Despite the ugly photo, this chicken was really very good. This recipe comes from Katie over at Good Things Catered and it was her Grandma Citi’s famous chicken recipe. The coating is a very interesting combination of cornflakes, oatmeal, and flour which makes for a very crispy crust. Just be sure to flip the chicken halfway through or else you’ll end up with soggy undersides (like I did)! Also, be sure you realize that the chicken needs to MARINATE (I forgot). My chicken only got to marinate for about an hour but I’m sure it would have been even better had I remembered and started it earlier! Thanks Katie for sharing your awesome family recipe! I served this with Crash Hot Potatoes, salad, and Cheddar Bay Biscuits and it was REALLY a delicious meal!
Citi’s Oven-Fried Chicken
Source: Good Things Catered
6 chicken thighs
6 chicken drumsticks
1 c. yogurt
1/8 c. olive oil
1/4 c. white wine (of chicken stock if you don’t use alch.)

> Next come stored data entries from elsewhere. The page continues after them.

//! Store error types

use collate_core::CollateError;
use thiserror::Error;

/// SQLite store error
#[derive(Debug, Error)]
pub enum StoreError {
	/// Driver or connection failure
	#[error("SQLite error: {0}")]
	Sqlx(#[from] sqlx::Error),

	/// A statement parameter has no SQLite binding
	#[error("Unsupported parameter: {0}")]
	UnsupportedValue(String),

	/// `sqlite3_create_function_v2` returned a non-OK code
	#[error("Failed to register SQL function {name}: code {code}")]
	Register {
		/// Function name
		name: &'static str,
		/// SQLite result code
		code: i32,
	},
}

/// Result type for store operations
pub type StoreResult<T> = Result<T, StoreError>;

impl From<StoreError> for CollateError {
	fn from(err: StoreError) -> Self {
		CollateError::Database(err.to_string())
	}
}

#[cfg(test)]
mod tests {
	use super::*;
	use rstest::rstest;

	#[rstest]
	fn converts_to_database_error() {
		// Arrange
		let err = StoreError::UnsupportedValue("Json".into());

		// Act
		let converted: CollateError = err.into();

		// Assert
		assert!(matches!(converted, CollateError::Database(ref msg) if msg == "Unsupported parameter: Json"));
	}

	#[rstest]
	fn register_error_message() {
		// Arrange
		let err = StoreError::Register {
			name: "normalize",
			code: 1,
		};

		// Act & Assert
		assert_eq!(err.to_string(), "Failed to register SQL function normalize: code 1");
	}
}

2 tsp salt (I love Lawry’s garlic salt for this)
2 tsp freshly ground pepper
1/4 c. flour
3 c. cornflakes
1 1/2 c. oatmeal
2 garlic cloves
1 tsp fresh rosemary
1/2 tsp fresh thyme
1 tsp fresh oregano
-Clean and pat dry chicken pieces.
-Place chicken into a large freezer bag.
-In a blender, combine egg, yogurt, olive oil, wine/stock, salt and pepper and blend on high to whip together.
-Pour mixture over chicken and seal bag.
-Make sure marinade is covering all pieces and sides of chicken and place in fridge to marinade.
-Marinade chicken at least one hour and up to 24.
-Preheat even to 400 degrees.
-In bowl of food processor, combine remaining ingredients and pulse to a coarse meal, cutting the spices into the breading.
-Remove from bowl of food processor and place in a shallow dish or wide-bottomed bowl.
-Line a baking sheet with heavy duty tinfoil and top with wire baking rack.
-Remove chicken from fridge and with a set of tongs, pull one piece of chicken out of the marinade, shake to remove excess and dredge in breading mixture.
-Cover completely in breading mixture, shaking lightly to remove excess, and place on wire rack.
-Repeat with all pieces of chicken.
-Reduce oven temperature to 350 degrees and place baking sheet in oven.
-Bake until internal temperature reaches 170 degrees, about 50-60 minutes. (Like I said above, I recommend you flip the chicken pieces halfway through so both sides get crisp.)